05_deep_neural_net_Costfun2

review

In [1]:
import tensorflow as tf
import numpy as np
In [2]:
# data_define

# data_define
# [털, 날개]
x_data = np.array([
    [0, 0],
    [1, 0],
    [1, 1],
    [0, 0],
    [0, 0],
    [0, 1]
])

# [기타, 포유류, 조류]
y_data = np.array([
    [1, 0, 0], # 기타
    [0, 1, 0], # 포유류
    [0, 0, 1], # 조류
    [1, 0, 0], # 기타
    [1, 0, 0], # 기타
    [0, 0, 1]  # 조류
])


model setting

In [3]:
X = tf.placeholder(tf.float32)
Y = tf.placeholder(tf.float32)

W1 = tf.Variable(tf.random_normal([2, 10], mean=0, stddev=1))
W2 = tf.Variable(tf.random_normal([10, 3], mean=0, stddev=1))
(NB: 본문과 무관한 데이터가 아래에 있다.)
use bulge_core::{
    Axis, CameraSettings, ControlAction, DrawItem, HoverTransition, OrthoCamera, PointerEvent,
    hit_test,
};
use glam::Vec2;
use log::{debug, info};
use winit::{
    dpi::PhysicalPosition,
    event::{ElementState, KeyEvent},
    keyboard::{Key, NamedKey},
};

use super::ViewerState;
use super::layout;
use super::render;

pub(super) fn handle_key_event(state: &mut ViewerState, event: &KeyEvent) {
    if event.state != ElementState::Pressed {
        return;
    }
    let Some(action) = action_for_key(event.logical_key.as_ref()) else {
        return;
    };
    if !state.controls.apply(action) {
        return;
    }

    let settings = state.controls.settings();
    info!(
        "{action:?}: radius {:.1} height {:.1} zoom {:.1}",
        settings.bulge.radius, settings.bulge.height, settings.camera.zoom
    );
    let revision = state.controls.revision();
    if revision != state.synced_revision {
        state.renderer.sync_scene(&state.device, settings);
        state.synced_revision = revision;
    }
    if let Some(hud) = state.hud.as_mut() {
        hud.set_lines(state.controls.hud_lines());
    }
    render::warn_if_degenerate(state);
    refresh_hover(state);
}

/// Key bindings for the control panel. Escape is handled by the event loop.
pub(super) fn action_for_key(key: Key<&str>) -> Option<ControlAction> {
    let action = match key {
        Key::Named(NamedKey::ArrowUp) => ControlAction::RadiusUp,
        Key::Named(NamedKey::ArrowDown) => ControlAction::RadiusDown,
        Key::Named(NamedKey::ArrowRight) => ControlAction::HeightUp,
        Key::Named(NamedKey::ArrowLeft) => ControlAction::HeightDown,
        Key::Character(symbol) => match symbol {
            "r" | "R" => ControlAction::ResetBulge,
            "q" | "Q" => rotate(Axis::Z, true),
            "e" | "E" => rotate(Axis::Z, false),
            "w" | "W" => rotate(Axis::X, true),
            "s" | "S" => rotate(Axis::X, false),
            "a" | "A" => rotate(Axis::Y, true),
            "d" | "D" => rotate(Axis::Y, false),
            "+" | "=" => ControlAction::ZoomIn,
            "-" | "_" => ControlAction::ZoomOut,
            "l" | "L" => move_camera(Axis::X, true),
            "j" | "J" => move_camera(Axis::X, false),
            "i" | "I" => move_camera(Axis::Y, true),
            "k" | "K" => move_camera(Axis::Y, false),
            "u" | "U" => move_camera(Axis::Z, true),
            "o" | "O" => move_camera(Axis::Z, false),
            "0" => ControlAction::ResetView,
            "h" | "H" => ControlAction::ToggleHud,
            _ => return None,
        },
        _ => return None,
    };
    Some(action)
}

fn rotate(axis: Axis, positive: bool) -> ControlAction {
    ControlAction::Rotate { axis, positive }
}

fn move_camera(axis: Axis, positive: bool) -> ControlAction {
    ControlAction::MoveCamera { axis, positive }
}

pub(super) fn cursor_moved(state: &mut ViewerState, position: PhysicalPosition<f64>) {
    state.cursor = Some(Vec2::new(position.x as f32, position.y as f32));
    refresh_hover(state);
}

pub(super) fn cursor_left(state: &mut ViewerState) {
    state.cursor = None;
    if !state.renderer.is_ready() {
        return;
    }
    let transition = state.controller.pointer_leave();
    log_transition(transition, PointerEvent::Leave);
}

/// Re-run the hit test for the last known cursor position against the
/// renderer's cached main layer. Pointer input is ignored until the layers are
/// drawable.
pub(super) fn refresh_hover(state: &mut ViewerState) {
    let Some(cursor) = state.cursor else {
        return;
    };
    let Some(item) = state.renderer.interactive_item() else {
        return;
    };
    let event = hover_event(
        cursor,
        layout::viewport(state),
        &state.controls.settings().camera,
        item,
    );
    let transition = state.controller.handle(event);
    log_transition(transition, event);
}

fn hover_event(
    cursor: Vec2,
    viewport: Vec2,
    camera: &CameraSettings,
    item: &DrawItem,
) -> PointerEvent {
    let view_projection = OrthoCamera::from_settings(camera).view_projection(viewport);
    hit_test(
        cursor,
        viewport,
        &view_projection,
        &item.model,
        item.half_extents(),
    )
}

fn log_transition(transition: HoverTransition, event: PointerEvent) {
    match (transition, event) {
        (HoverTransition::Entered, PointerEvent::Move(point)) => debug!(
            "pointer entered at ({:.2}, {:.2}, {:.2})",
            point.x, point.y, point.z
        ),
        (HoverTransition::Left, _) => debug!("pointer left"),
        _ => {}
    }
}

#[cfg(test)]
mod tests {
    use super::*;
    use bulge_core::{SceneGraph, WidgetSettings};

    #[test]
    fn hover_hits_the_cached_main_layer() {
        let settings = WidgetSettings::default();
        let item = SceneGraph::isometric(&settings)
            .interactive_item()
            .expect("main layer");
        let viewport = Vec2::new(800.0, 600.0);

        match hover_event(viewport * 0.5, viewport, &settings.camera, &item) {
            PointerEvent::Move(point) => assert!(point.truncate().length() < 1e-3, "{point:?}"),
            PointerEvent::Leave => panic!("centre of the viewport should hit the plane"),
        }
        assert_eq!(
            hover_event(Vec2::new(2.0, 2.0), viewport, &settings.camera, &item),
            PointerEvent::Leave
        );
    }

    #[test]
    fn arrows_adjust_the_bulge() {
        assert_eq!(
            action_for_key(Key::Named(NamedKey::ArrowUp)),
            Some(ControlAction::RadiusUp)
        );
        assert_eq!(
            action_for_key(Key::Named(NamedKey::ArrowLeft)),
            Some(ControlAction::HeightDown)
        );
    }

    #[test]
    fn letters_match_either_case() {
        assert_eq!(action_for_key(Key::Character("r")), Some(ControlAction::ResetBulge));
        assert_eq!(action_for_key(Key::Character("R")), Some(ControlAction::ResetBulge));
        assert_eq!(
            action_for_key(Key::Character("Q")),
            Some(ControlAction::Rotate {
                axis: Axis::Z,
                positive: true
            })
        );
        assert_eq!(
            action_for_key(Key::Character("k")),
            Some(ControlAction::MoveCamera {
                axis: Axis::Y,
                positive: false
            })
        );
    }

    #[test]
    fn unshifted_plus_zooms_in() {
        assert_eq!(action_for_key(Key::Character("=")), Some(ControlAction::ZoomIn));
        assert_eq!(action_for_key(Key::Character("-")), Some(ControlAction::ZoomOut));
    }

    #[test]
    fn unbound_keys_are_ignored() {
        assert_eq!(action_for_key(Key::Character("z")), None);
        assert_eq!(action_for_key(Key::Named(NamedKey::Escape)), None);
    }
}
//! GPU-free half of the bulge widget: the displacement math mirrored from the
//! WGSL programs, the hover controller that drives the displacement uniform,
//! plane tessellation, camera/picking helpers, and the widget settings that
//! the viewer's controls mutate.

pub mod bulge;
pub mod camera;
pub mod controller;
pub mod controls;
pub mod picking;
pub mod plane;
pub mod scene;
pub mod settings;
pub mod shading;

pub use bulge::{BulgeParameters, displace_local, ease_in_out_cubic, map_range, planar_distance};
pub use camera::OrthoCamera;
pub use controller::{
    DisplacementController, HoverPhase, HoverTransition, PointerEvent, SENTINEL_POINT,
    SMOOTHING_FACTOR,
};
pub use controls::{Axis, ControlAction, ControlState};
pub use picking::{PlaneHit, Ray, cursor_ray, hit_test, intersect_plane};
pub use plane::{PlaneGeometry, PlaneVertex};
pub use scene::{DrawItem, LayerKind, MeshNode, SceneGraph, SceneNode};
pub use settings::{CameraSettings, SettingsError, WidgetPreset, WidgetSettings};
pub use shading::{ALPHA_DISCARD_THRESHOLD, LayerStyle};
b1 = tf.Variable(tf.zeros([10]))
b2 = tf.Variable(tf.zeros([3]))

L1 = tf.add(tf.matmul(X, W1), b1)
L1 = tf.nn.sigmoid(L1)

model = tf.add(tf.matmul(L1, W2), b2)
model = tf.nn.softmax(model)


cost function

  • one-hot encoding을 이용한 대부분의 모델에서는 cross-entropy를 사용
    $E(w,\quad b)\quad =\quad -\sum _{ n=1 }^{ N } \left\{ { t_{ n }logy_{ n }+(1-t_{ n })log(1-y_{ n }) } \right\} $
In [4]:
cost = tf.reduce_mean(
    tf.nn.softmax_cross_entropy_with_logits_v2(labels=Y, logits=model))


modeling

In [5]:
optimizier = tf.train.GradientDescentOptimizer(learning_rate=0.01)
train_op = optimizier.minimize(cost)
In [6]:
init = tf.global_variables_initializer()
sess = tf.Session()
sess.run(init)

for step in range(1000):
    sess.run(train_op, feed_dict={X: x_data, Y:y_data})
    
    if (step+1) % 50 == 0:
        print("{}, {:.5f}".format(step+1, sess.run(cost, feed_dict={X: x_data, Y:y_data})))
50, 1.15160
100, 1.14459
150, 1.13681
200, 1.12806
250, 1.11820
300, 1.10710
350, 1.09478
400, 1.08139
450, 1.06730
500, 1.05302
550, 1.03913
600, 1.02610
650, 1.01422
700, 1.00354
750, 0.99399
800, 0.98538
850, 0.97755
900, 0.97032
950, 0.96356
1000, 0.95717


output

In [7]:
sess.run(model, feed_dict={X: x_data, Y:y_data})
Out[7]:
array([[0.64512706, 0.08173119, 0.2731418 ],
       [0.37277853, 0.06834452, 0.55887693],
       [0.3646471 , 0.05929578, 0.57605714],
       [0.64512706, 0.08173119, 0.2731418 ],
       [0.64512706, 0.08173116, 0.2731418 ],
       [0.51281446, 0.0757072 , 0.41147828]], dtype=float32)
In [8]:
prediction = tf.argmax(model, axis=1)
target = tf.argmax(Y, axis=1)

print("prediction: \t{}".format(sess.run(prediction, feed_dict={X:x_data})))
print("target: \t{}".format(sess.run(target, feed_dict={Y:y_data})))
prediction: 	[0 2 2 0 0 0]
target: 	[0 1 2 0 0 2]


accuracy

In [9]:
is_correct = tf.equal(prediction, target)
accuracy = tf.reduce_mean(tf.cast(is_correct, tf.float32))
print("accuracy: \t{:.3f}".format(sess.run(accuracy, feed_dict={X:x_data, Y:y_data})))
accuracy: 	0.667
In [10]:
from IPython.core.display import display, HTML
display(HTML("<style> .container{width:100% !important;}</style>"))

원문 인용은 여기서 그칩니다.